A few years later I took some poetry classes in Washington, D. C. where I worked at the Department of Agriculture.  The classes were at Glen Echo, a place that had been an amusement park when I was a child, and still had some of the old carnival structures.  It was converted into an artist’s colony; it was a suitable setting for artists.  Though the Writer’s Center has since moved from Glen Echo, it still exists.  It is a small press that publishes books of poetry.  I often went to poetry readings there. 
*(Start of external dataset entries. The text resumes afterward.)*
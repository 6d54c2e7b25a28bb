//! What to ask the user

use zeroize::Zeroizing;

use crate::config::Config;
use crate::error::Result;

/// The texts shown to the user when asking for a secret.
///
/// Every field is optional; an empty string means "use the default of
/// whatever ends up asking", either pinentry or the terminal fallback.
#[derive(Debug, Clone, Default, PartialEq, Eq)]
pub struct Request {
    /// Longer explanation shown above the entry field.
    pub description: String,
    /// Label right before the entry field.
    pub prompt: String,
    /// Text of the confirm button.
    pub ok: String,
    /// Text of the cancel button.
    pub cancel: String,
    /// Error text, typically shown when asking again after a wrong secret.
    pub error: String,
}

impl Request {
    pub fn new() -> Self {
        Self::default()
    }

    pub fn with_description(mut self, description: impl Into<String>) -> Self {
        self.description = description.into();
        self
    }

    pub fn with_prompt(mut self, prompt: impl Into<String>) -> Self {
        self.prompt = prompt.into();
        self
    }

    pub fn with_ok(mut self, ok: impl Into<String>) -> Self {
        self.ok = ok.into();
        self
    }

    pub fn with_cancel(mut self, cancel: impl Into<String>) -> Self {
        self.cancel = cancel.into();
        self
    }

    pub fn with_error(mut self, error: impl Into<String>) -> Self {
        self.error = error.into();
        self
    }

    /// The pinentry `SET*` commands this request translates to.
    ///
    /// Always in the order prompt, description, ok, cancel, error; empty
    /// fields are skipped.
    pub fn settings(&self) -> impl Iterator<Item = (&'static str, &str)> {
        [
            ("SETPROMPT", self.prompt.as_str()),
            ("SETDESC", self.description.as_str()),
            ("SETOK", self.ok.as_str()),
            ("SETCANCEL", self.cancel.as_str()),
            ("SETERROR", self.error.as_str()),
        ]
        .into_iter()
        .filter(|(_, value)| !value.is_empty())
    }

    /// Ask the user for the secret using the default configuration.
    ///
    /// See [`crate::get_pin`].
    pub fn get_pin(&self) -> Result<Zeroizing<String>> {
        crate::get_pin_with(self, &Config::default())
    }
}
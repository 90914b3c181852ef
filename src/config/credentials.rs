use keyring::Entry;
use std::env;
use tracing::debug;

const KEYRING_SERVICE: &str = "prompt-forge";

/// Platform-level fallback credential for the native provider.
///
/// Lookup order:
/// 1. OS keyring entry `prompt-forge` / `gemini`
/// 2. `GEMINI_API_KEY`
/// 3. `API_KEY`
pub fn platform_credential() -> Option<String> {
    if let Ok(entry) = Entry::new(KEYRING_SERVICE, "gemini") {
        if let Ok(key) = entry.get_password() {
            if !key.trim().is_empty() {
                debug!("platform credential found in keyring");
                return Some(key.trim().to_string());
            }
        }
    }

    ["GEMINI_API_KEY", "API_KEY"]
        .iter()
        .find_map(|name| env::var(name).ok().filter(|v| !v.trim().is_empty()))
        .map(|v| v.trim().to_string())
}
use std::collections::HashMap;
use std::sync::Arc;

use crate::client::core::Dispatcher;
use crate::drivers::relay::DEFAULT_RELAY_TOKEN;
use crate::drivers::{CompatEndpoints, GeminiDriver, OpenAiCompatDriver, ProviderDriver, RelayDriver};
use crate::transport::{HttpTransport, TransportConfig};
use crate::types::{ProviderId, Route};
use crate::Result;

/// Builder for creating dispatchers with custom configuration.
///
/// Endpoint overrides exist primarily for testing against mock servers.
pub struct DispatcherBuilder {
    transport: TransportConfig,
    gemini_base_url: Option<String>,
    compat_endpoints: HashMap<ProviderId, CompatEndpoints>,
    platform_credential: Option<String>,
    relay_token: String,
}

impl DispatcherBuilder {
    pub fn new() -> Self {
        Self {
            transport: TransportConfig::default(),
            gemini_base_url: None,
            compat_endpoints: HashMap::new(),
            platform_credential: None,
            relay_token: DEFAULT_RELAY_TOKEN.to_string(),
        }
    }

    /// Transport settings from `PROMPT_FORGE_*` variables and the platform
    /// credential from the keyring or environment.
    pub fn from_env() -> Self {
        Self::new()
            .transport(TransportConfig::from_env())
            .platform_credential(crate::config::platform_credential())
    }

    pub fn transport(mut self, config: TransportConfig) -> Self {
        self.transport = config;
        self
    }

    /// Fallback key for the native provider when a selection has none.
    pub fn platform_credential(mut self, credential: Option<String>) -> Self {
        self.platform_credential = credential;
        self
    }

    /// Bearer token understood by the relay operator's access policy.
    pub fn relay_token(mut self, token: impl Into<String>) -> Self {
        self.relay_token = token.into();
        self
    }

    /// Override the Gemini API base URL.
    pub fn gemini_base_url(mut self, base_url: impl Into<String>) -> Self {
        self.gemini_base_url = Some(base_url.into());
        self
    }

    /// Override the endpoints of one compatible provider.
    pub fn compat_endpoints(mut self, provider: ProviderId, endpoints: CompatEndpoints) -> Self {
        self.compat_endpoints.insert(provider, endpoints);
        self
    }

    pub fn build(self) -> Result<Dispatcher> {
        let transport = Arc::new(HttpTransport::new(&self.transport)?);
        let mut drivers: HashMap<Route, Arc<dyn ProviderDriver>> = HashMap::new();

        let mut gemini = GeminiDriver::new(transport.clone())
            .with_platform_credential(self.platform_credential);
        if let Some(base) = self.gemini_base_url {
            gemini = gemini.with_base_url(base);
        }
        drivers.insert(Route::Native, Arc::new(gemini));

        for provider in ProviderId::COMPAT {
            let mut driver = OpenAiCompatDriver::new(provider, transport.clone());
            if let Some(endpoints) = self.compat_endpoints.get(&provider) {
                driver = driver.with_endpoints(endpoints.clone());
            }
            drivers.insert(Route::Compat(provider), Arc::new(driver));
        }

        drivers.insert(
            Route::Relay,
            Arc::new(RelayDriver::new(transport).with_token(self.relay_token)),
        );

        Ok(Dispatcher { drivers })
    }
}

impl Default for DispatcherBuilder {
    fn default() -> Self {
        Self::new()
    }
}
//! OpenAI-compatible chat-completions driver.
//!
//! Works for OpenAI, Groq and OpenRouter; they differ only in endpoint and
//! credential slot.

use async_trait::async_trait;
use serde_json::json;
use std::sync::Arc;

use crate::transport::{HttpReply, HttpTransport};
use crate::types::{GenerationRequest, ProviderId, ProviderSelection, Route};
use crate::{Error, Result};

use super::{rejection, DriverRequest, ProviderDriver, TEMPERATURE};

/// Appended to the system message; these backends have no schema enforcement.
pub const JSON_ARRAY_SUFFIX: &str = " Respond only with a JSON array of strings.";

/// Chat and liveness endpoints of one compatible backend.
#[derive(Debug, Clone, PartialEq, Eq)]
pub struct CompatEndpoints {
    pub chat: String,
    /// GET target for the probe: model listing or key introspection.
    pub probe: String,
}

impl CompatEndpoints {
    pub fn for_provider(provider: ProviderId) -> Self {
        match provider {
            ProviderId::OpenAi | ProviderId::Gemini => Self::with_base("https://api.openai.com/v1"),
            ProviderId::Groq => Self::with_base("https://api.groq.com/openai/v1"),
            ProviderId::OpenRouter => Self {
                chat: "https://openrouter.ai/api/v1/chat/completions".into(),
                probe: "https://openrouter.ai/api/v1/auth/key".into(),
            },
        }
    }

    /// `{base}/chat/completions` and `{base}/models`.
    pub fn with_base(base: &str) -> Self {
        let base = base.trim_end_matches('/');
        Self {
            chat: format!("{}/chat/completions", base),
            probe: format!("{}/models", base),
        }
    }
}

/// Chat-completions driver bound to one provider of the compatible family.
#[derive(Debug)]
pub struct OpenAiCompatDriver {
    provider: ProviderId,
    transport: Arc<HttpTransport>,
    endpoints: CompatEndpoints,
}

impl OpenAiCompatDriver {
    pub fn new(provider: ProviderId, transport: Arc<HttpTransport>) -> Self {
        Self {
            provider,
            transport,
            endpoints: CompatEndpoints::for_provider(provider),
        }
    }

    pub fn with_endpoints(mut self, endpoints: CompatEndpoints) -> Self {
        self.endpoints = endpoints;
        self
    }

    pub fn endpoints(&self) -> &CompatEndpoints {
        &self.endpoints
    }

    fn credential<'a>(&self, selection: &'a ProviderSelection) -> Result<&'a str> {
        selection.credential().ok_or_else(|| {
            Error::credential_missing(
                self.provider.id(),
                format!("API key for {} not found.", self.provider.id().to_uppercase()),
            )
        })
    }
}

#[async_trait]
impl ProviderDriver for OpenAiCompatDriver {
    fn route(&self) -> Route {
        Route::Compat(self.provider)
    }

    fn transport(&self) -> &HttpTransport {
        &self.transport
    }

    fn build_request(
        &self,
        request: &GenerationRequest,
        selection: &ProviderSelection,
    ) -> Result<DriverRequest> {
        let key = self.credential(selection)?;

        let body = json!({
            "model": selection.model,
            "messages": [
                {
                    "role": "system",
                    "content": format!("{}{}", request.system_instruction, JSON_ARRAY_SUFFIX)
                },
                { "role": "user", "content": request.user_prompt }
            ],
            "temperature": TEMPERATURE,
        });

        Ok(DriverRequest::post(self.endpoints.chat.clone(), body).bearer(key))
    }

    fn extract_text(&self, reply: &HttpReply) -> Result<String> {
        if !reply.is_success() {
            return Err(rejection(
                self.provider.id(),
                reply,
                format!("Provider handshake failed: HTTP {}", reply.status),
            ));
        }

        reply
            .json()
            .and_then(|body| {
                body.pointer("/choices/0/message/content")
                    .and_then(|v| v.as_str())
                    .map(String::from)
            })
            .ok_or_else(|| {
                Error::rejected(
                    self.provider.id(),
                    Some(reply.status),
                    format!("{} returned no message content", self.provider.id()),
                )
            })
    }

    async fn probe(&self, selection: &ProviderSelection) -> Result<bool> {
        let key = self.credential(selection)?;
        let reply = self.transport.get(&self.endpoints.probe, Some(key)).await?;
        Ok(reply.is_success())
    }
}

#[cfg(test)]
mod tests {
    use super::*;
    use crate::catalog::Operation;
    use crate::transport::TransportConfig;

    fn driver(provider: ProviderId) -> OpenAiCompatDriver {
        let transport = Arc::new(HttpTransport::new(&TransportConfig::default()).unwrap());
        OpenAiCompatDriver::new(provider, transport)
    }

    #[test]
    fn test_openai_driver_build_request() {
        let d = driver(ProviderId::OpenAi);
        let sel = ProviderSelection::new(ProviderId::OpenAi, "gpt-4o-mini").with_credential("sk-test");
        let req = d
            .build_request(
                &GenerationRequest::new(Operation::Improve, "Coach me.", "Improve: hi"),
                &sel,
            )
            .unwrap();

        assert_eq!(req.url, "https://api.openai.com/v1/chat/completions");
        assert_eq!(req.bearer.as_deref(), Some("sk-test"));
        assert!(req.query.is_empty());
        assert_eq!(req.body["model"], "gpt-4o-mini");
        assert_eq!(req.body["temperature"], 0.7);
        assert_eq!(req.body["messages"][0]["role"], "system");
        assert_eq!(
            req.body["messages"][0]["content"],
            "Coach me. Respond only with a JSON array of strings."
        );
        assert_eq!(req.body["messages"][1]["role"], "user");
        assert_eq!(req.body["messages"][1]["content"], "Improve: hi");
    }

    #[test]
    fn test_endpoints_per_provider() {
        assert_eq!(
            CompatEndpoints::for_provider(ProviderId::Groq).chat,
            "https://api.groq.com/openai/v1/chat/completions"
        );
        assert_eq!(
            CompatEndpoints::for_provider(ProviderId::Groq).probe,
            "https://api.groq.com/openai/v1/models"
        );
        assert_eq!(
            CompatEndpoints::for_provider(ProviderId::OpenRouter).probe,
            "https://openrouter.ai/api/v1/auth/key"
        );
        assert_eq!(
            CompatEndpoints::for_provider(ProviderId::OpenAi).probe,
            "https://api.openai.com/v1/models"
        );
    }

    #[test]
    fn test_missing_key_names_provider() {
        let d = driver(ProviderId::OpenRouter);
        let sel = ProviderSelection::new(ProviderId::OpenRouter, "m");
        let err = d
            .build_request(&GenerationRequest::new(Operation::Expand, "s", "u"), &sel)
            .unwrap_err();
        assert!(err.is_credential_missing());
        assert_eq!(err.to_string(), "API key for OPENROUTER not found.");
    }

    #[test]
    fn test_openai_driver_parse_response() {
        let d = driver(ProviderId::OpenAi);
        let reply = HttpReply {
            status: 200,
            body: r#"{"choices":[{"message":{"content":"[\"x\"]"},"finish_reason":"stop"}]}"#.into(),
        };
        assert_eq!(d.extract_text(&reply).unwrap(), r#"["x"]"#);
    }

    #[test]
    fn test_rejection_messages() {
        let d = driver(ProviderId::Groq);
        let reply = HttpReply {
            status: 401,
            body: r#"{"error":{"message":"Invalid API Key","type":"invalid_request_error"}}"#.into(),
        };
        assert_eq!(d.extract_text(&reply).unwrap_err().to_string(), "Invalid API Key");

        let reply = HttpReply {
            status: 500,
            body: "upstream exploded".into(),
        };
        assert_eq!(
            d.extract_text(&reply).unwrap_err().to_string(),
            "Provider handshake failed: HTTP 500"
        );
    }

    #[test]
    fn test_success_without_content_is_rejected() {
        let d = driver(ProviderId::OpenAi);
        let reply = HttpReply {
            status: 200,
            body: r#"{"choices":[]}"#.into(),
        };
        assert!(d.extract_text(&reply).unwrap_err().is_rejected());
    }
}
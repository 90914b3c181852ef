//! Built-in text operations: default instructions and prompt templates.

use serde::{Deserialize, Serialize};
use std::fmt;
use std::str::FromStr;

use crate::{Error, ErrorContext};

/// Tone used when the tone operation is invoked without one.
pub const DEFAULT_TONE: &str = "Professional";

/// One fixed text-transformation capability.
#[derive(Debug, Clone, Copy, PartialEq, Eq, Hash, PartialOrd, Ord, Serialize, Deserialize)]
#[serde(rename_all = "lowercase")]
pub enum Operation {
    Rephrase,
    Improve,
    Tone,
    Summarize,
    Expand,
}

impl Operation {
    pub const ALL: [Operation; 5] = [
        Operation::Rephrase,
        Operation::Improve,
        Operation::Tone,
        Operation::Summarize,
        Operation::Expand,
    ];

    pub fn id(&self) -> &'static str {
        match self {
            Operation::Rephrase => "rephrase",
            Operation::Improve => "improve",
            Operation::Tone => "tone",
            Operation::Summarize => "summarize",
            Operation::Expand => "expand",
        }
    }

    pub fn name(&self) -> &'static str {
        match self {
            Operation::Rephrase => "Word Rephraser",
            Operation::Improve => "Word Improver",
            Operation::Tone => "Tone Changer",
            Operation::Summarize => "Summarizer",
            Operation::Expand => "Expander",
        }
    }

    pub fn description(&self) -> &'static str {
        match self {
            Operation::Rephrase => "Rewrite your content while keeping the original meaning.",
            Operation::Improve => "Enhance vocabulary, flow, and structural impact.",
            Operation::Tone => "Shift your writing to a specific emotional or professional tone.",
            Operation::Summarize => "Condense long text into concise, actionable points.",
            Operation::Expand => "Elaborate on short ideas with more detail and depth.",
        }
    }

    /// Instruction sent on the system channel unless settings override it.
    pub fn default_instruction(&self) -> &'static str {
        match self {
            Operation::Rephrase => "You are an expert editor. Provide 3 distinct variations of the input text by rephrasing it for clarity and engagement while preserving the original intent. Return a JSON array of strings.",
            Operation::Improve => "You are a professional writing coach. Provide 3 distinct improved versions of the following text. Each version should progressively enhance vocabulary, fixing awkward phrasing and ensuring better flow. Return a JSON array of strings.",
            Operation::Tone => "You are a communications specialist. Rewrite the input text to match the requested tone perfectly. Provide 3 distinct variations that embody that tone. Return a JSON array of strings.",
            Operation::Summarize => "You are an efficient assistant. Provide 3 different summary formats: 1) A one-sentence summary, 2) A short paragraph, 3) A bulleted list of key takeaways. Return a JSON array of strings.",
            Operation::Expand => "You are a creative writer. Provide 3 distinct expansions of the provided idea. One focusing on detail, one on context, and one on descriptive storytelling. Return a JSON array of strings.",
        }
    }

    /// Render the user-facing prompt. `tone` is only read by [`Operation::Tone`].
    pub fn render_prompt(&self, input: &str, tone: Option<&str>) -> String {
        match self {
            Operation::Rephrase => format!("Rephrase this text in 3 different ways:\n\n{}", input),
            Operation::Improve => format!("Improve this text in 3 different ways:\n\n{}", input),
            Operation::Tone => {
                let tone = tone
                    .map(str::trim)
                    .filter(|t| !t.is_empty())
                    .unwrap_or(DEFAULT_TONE);
                format!("Rewrite this text in a {} tone (3 variations):\n\n{}", tone, input)
            }
            Operation::Summarize => {
                format!("Summarize this text in 3 different formats:\n\n{}", input)
            }
            Operation::Expand => format!("Expand on this text in 3 different ways:\n\n{}", input),
        }
    }
}

impl fmt::Display for Operation {
    fn fmt(&self, f: &mut fmt::Formatter<'_>) -> fmt::Result {
        f.write_str(self.id())
    }
}

impl FromStr for Operation {
    type Err = Error;

    fn from_str(s: &str) -> Result<Self, Self::Err> {
        let wanted = s.trim().to_ascii_lowercase();
        Operation::ALL
            .into_iter()
            .find(|op| op.id() == wanted)
            .ok_or_else(|| {
                Error::configuration_with_context(
                    format!("unknown operation '{}'", s.trim()),
                    ErrorContext::new()
                        .with_details("expected one of: rephrase, improve, tone, summarize, expand")
                        .with_source("catalog"),
                )
            })
    }
}
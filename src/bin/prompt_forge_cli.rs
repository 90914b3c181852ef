//! prompt-forge CLI: run a text operation or check provider connectivity.
//!
//! Usage:
//!   prompt-forge generate <operation> [--tone <tone>] [--settings <file>] [<text>|-]
//!   prompt-forge probe [--settings <file>]
//!   prompt-forge operations

use anyhow::{bail, Context};
use prompt_forge::{Dispatcher, Operation, ProviderId, Settings};
use std::io::Read;
use std::path::PathBuf;
use tracing_subscriber::EnvFilter;

#[tokio::main]
async fn main() {
    tracing_subscriber::fmt()
        .with_env_filter(EnvFilter::try_from_default_env().unwrap_or_else(|_| EnvFilter::new("warn")))
        .with_writer(std::io::stderr)
        .init();

    let args: Vec<String> = std::env::args().collect();
    if args.len() < 2 {
        print_usage();
        std::process::exit(1);
    }

    let outcome = match args[1].as_str() {
        "generate" => cmd_generate(&args[2..]).await,
        "probe" => cmd_probe(&args[2..]).await,
        "operations" => {
            cmd_operations();
            Ok(())
        }
        "version" | "--version" | "-V" => {
            println!("prompt-forge {}", env!("CARGO_PKG_VERSION"));
            Ok(())
        }
        "help" | "--help" | "-h" => {
            print_usage();
            Ok(())
        }
        other => {
            eprintln!("Unknown command: {other}");
            eprintln!();
            print_usage();
            std::process::exit(1);
        }
    };

    if let Err(e) = outcome {
        eprintln!("Error: {e:#}");
        std::process::exit(1);
    }
}

fn print_usage() {
    println!(
        r#"prompt-forge: rewrite text through Gemini, OpenAI-compatible backends or a relay

USAGE:
    prompt-forge <COMMAND> [OPTIONS]

COMMANDS:
    generate <operation> [--tone <tone>] [--settings <file>] [<text>|-]
                                Run an operation; reads stdin when text is '-' or absent
    probe [--settings <file>]   Check every configured provider slot
    operations                  List available operations
    version                     Show version information
    help                        Show this help message

ENVIRONMENT:
    PROMPT_FORGE_SETTINGS       Settings file (.json, .yaml or .yml)
    GEMINI_API_KEY              Fallback key for the Gemini provider
    PROMPT_FORGE_HTTP_TIMEOUT_SECS
                                Optional request timeout (none by default)
    RUST_LOG                    Log filter, e.g. prompt_forge=debug"#
    );
}

fn flag_value<'a>(args: &'a [String], name: &str) -> Option<&'a str> {
    args.iter()
        .position(|a| a == name)
        .and_then(|i| args.get(i + 1))
        .map(String::as_str)
}

/// Positional arguments, skipping `--flag value` pairs.
fn positionals(args: &[String]) -> Vec<&str> {
    let mut out = Vec::new();
    let mut iter = args.iter();
    while let Some(arg) = iter.next() {
        if arg.starts_with("--") {
            iter.next();
        } else {
            out.push(arg.as_str());
        }
    }
    out
}

fn load_settings(args: &[String]) -> anyhow::Result<Settings> {
    let path = flag_value(args, "--settings")
        .map(PathBuf::from)
        .or_else(|| std::env::var("PROMPT_FORGE_SETTINGS").ok().map(PathBuf::from));

    match path {
        Some(p) => Settings::load(&p).with_context(|| format!("loading {}", p.display())),
        None => Ok(Settings::default()),
    }
}

async fn cmd_generate(args: &[String]) -> anyhow::Result<()> {
    let rest = positionals(args);
    let Some(op) = rest.first() else {
        bail!("missing operation; run `prompt-forge operations` for the list");
    };
    let operation: Operation = op.parse()?;
    let tone = flag_value(args, "--tone");

    let input = match rest.get(1) {
        Some(text) if *text != "-" => text.to_string(),
        _ => {
            let mut buf = String::new();
            std::io::stdin()
                .read_to_string(&mut buf)
                .context("reading input from stdin")?;
            buf
        }
    };
    if input.trim().is_empty() {
        bail!("input text is empty");
    }

    let settings = load_settings(args)?;
    let dispatcher = Dispatcher::new()?;
    let variants = dispatcher
        .generate_with(&settings, operation, input.trim(), tone)
        .await?;

    for (i, variant) in variants.iter().enumerate() {
        if i > 0 {
            println!();
        }
        println!("[{}] {}", i + 1, variant);
    }
    Ok(())
}

async fn cmd_probe(args: &[String]) -> anyhow::Result<()> {
    let settings = load_settings(args)?;
    let dispatcher = Dispatcher::new()?;

    let selections: Vec<_> = ProviderId::ALL
        .iter()
        .map(|p| settings.selection_for(*p))
        .collect();
    let results = dispatcher.probe_all(&selections).await;

    for (provider, alive) in results {
        let marker = if provider == settings.provider { "*" } else { " " };
        let status = if alive { "ready" } else { "unavailable" };
        println!("{marker} {:<11} {status}", provider.id());
    }
    Ok(())
}

fn cmd_operations() {
    for op in Operation::ALL {
        println!("{:<10} {:<15} {}", op.id(), op.name(), op.description());
    }
}
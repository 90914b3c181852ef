//! Gemini generateContent driver (the native, schema-capable provider).
//!
//! Key differences from the chat-completions family:
//! - System text goes in `system_instruction`, user text in `contents[].parts[]`.
//! - `generationConfig` carries temperature and the structured-output schema,
//!   so the backend itself enforces an array-of-strings reply.
//! - Response: `candidates[0].content.parts[0].text`.
//! - API key is passed as `?key=` query parameter, not in headers.

use async_trait::async_trait;
use serde_json::{json, Value};
use std::sync::Arc;

use crate::transport::{HttpReply, HttpTransport};
use crate::types::{GenerationRequest, ProviderSelection, Route};
use crate::{Error, Result};

use super::{rejection, DriverRequest, ProviderDriver, TEMPERATURE};

pub const DEFAULT_BASE_URL: &str = "https://generativelanguage.googleapis.com";

const PROVIDER: &str = "gemini";

/// Google Gemini generateContent driver.
#[derive(Debug)]
pub struct GeminiDriver {
    transport: Arc<HttpTransport>,
    base_url: String,
    /// Used when the selection carries no key of its own.
    platform_credential: Option<String>,
}

impl GeminiDriver {
    pub fn new(transport: Arc<HttpTransport>) -> Self {
        Self {
            transport,
            base_url: DEFAULT_BASE_URL.to_string(),
            platform_credential: None,
        }
    }

    pub fn with_base_url(mut self, base_url: impl Into<String>) -> Self {
        self.base_url = base_url.into().trim_end_matches('/').to_string();
        self
    }

    pub fn with_platform_credential(mut self, credential: Option<String>) -> Self {
        self.platform_credential = credential.filter(|k| !k.trim().is_empty());
        self
    }

    pub fn endpoint(&self, model: &str) -> String {
        format!("{}/v1beta/models/{}:generateContent", self.base_url, model)
    }

    /// Per-provider key first, then the platform fallback.
    fn resolve_credential(&self, selection: &ProviderSelection) -> Result<String> {
        selection
            .credential()
            .map(String::from)
            .or_else(|| self.platform_credential.clone())
            .ok_or_else(|| {
                Error::credential_missing(
                    PROVIDER,
                    "Gemini API key missing. Add one in settings or set GEMINI_API_KEY.",
                )
            })
    }

    fn response_schema() -> Value {
        json!({
            "type": "ARRAY",
            "items": { "type": "STRING" }
        })
    }

    /// Minimal request used by the liveness probe.
    pub fn build_probe_request(&self, selection: &ProviderSelection) -> Result<DriverRequest> {
        let key = self.resolve_credential(selection)?;
        let body = json!({
            "contents": [{ "role": "user", "parts": [{ "text": "ping" }] }],
            "generationConfig": {
                "maxOutputTokens": 5,
                "thinkingConfig": { "thinkingBudget": 0 }
            }
        });
        Ok(DriverRequest::post(self.endpoint(&selection.model), body).query("key", key))
    }

    fn candidate_text(body: &Value) -> Option<&str> {
        body.pointer("/candidates/0/content/parts/0/text")
            .and_then(|v| v.as_str())
            .filter(|s| !s.trim().is_empty())
    }
}

#[async_trait]
impl ProviderDriver for GeminiDriver {
    fn route(&self) -> Route {
        Route::Native
    }

    fn transport(&self) -> &HttpTransport {
        &self.transport
    }

    fn build_request(
        &self,
        request: &GenerationRequest,
        selection: &ProviderSelection,
    ) -> Result<DriverRequest> {
        let key = self.resolve_credential(selection)?;

        let body = json!({
            "system_instruction": {
                "parts": [{ "text": request.system_instruction }]
            },
            "contents": [{
                "role": "user",
                "parts": [{ "text": request.user_prompt }]
            }],
            "generationConfig": {
                "temperature": TEMPERATURE,
                "responseMimeType": "application/json",
                "response_schema": Self::response_schema()
            }
        });

        Ok(DriverRequest::post(self.endpoint(&selection.model), body).query("key", key))
    }

    fn extract_text(&self, reply: &HttpReply) -> Result<String> {
        if !reply.is_success() {
            return Err(rejection(
                PROVIDER,
                reply,
                format!("Provider request failed with HTTP {}", reply.status),
            ));
        }

        let body = reply.json().ok_or_else(|| {
            Error::rejected(PROVIDER, Some(reply.status), "gemini returned an unreadable response")
        })?;

        Self::candidate_text(&body)
            .map(String::from)
            .ok_or_else(|| Error::rejected(PROVIDER, Some(reply.status), "gemini returned no content"))
    }

    async fn probe(&self, selection: &ProviderSelection) -> Result<bool> {
        let wire = self.build_probe_request(selection)?;
        let reply = wire.send(&self.transport).await?;
        Ok(reply.is_success()
            && reply
                .json()
                .map(|body| Self::candidate_text(&body).is_some())
                .unwrap_or(false))
    }
}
The first class I took at the Writer’s Center was really good, and I had a wonderful time.  The teacher was a young man who taught classes at George Washington University (where it happens I got my bachelor’s and master’s degrees.)  He was a poet himself, and he may have been a fine one; I couldn’t judge because I never understood any of his poems.  He was, however, an excellent teacher.

We had to read our poems aloud to the class.  Then he and the class would critique.  This system scared me to death at first, but I found that it resulted in rapid improvement of my writing, and I learned a lot from the comments on the poems of others, as well as my own.

The next class I took at the same place had a teacher who was far less effective, and he yeilded to people in the class who were afraid to let their peoms be publicly read.  The class was boring and I stopped going. 

After I retired from biology I went to art school, and most of my creative energy was spent in making prints and painting.

The blog is an exercise in writing.  I read the blogs of others whose writing is more elegant than mine, and I try to learn from them.  When I wrote scientific papers in which I wanted to convey information I felt that brevity and clarity were the operative principles.  When I wrote poetry I was looking for harmonious sound and cadence, and I tried to choose words and phrases that evoked images and emotion.  Prose writing can combine these things if it’s good.  When I read blogs I want to be able to enjoy and understand.  If the writing gets too abstruse and wordy I can’t be bothered and I go on to the next one.  I feel the same way about poems.  I am willing to read a short poem 3 times.  If I can’t figure out what it’s about on the third reading, I give up.

Besides being an exercise in writing, the blog is a way to record some parts of my life.  Much of what I have written is memoire, and I hope someday one or two of my great grandchildren will enjoy reading it to find out a bit about the world of their ancestors.  I hope there’s a bit of history here.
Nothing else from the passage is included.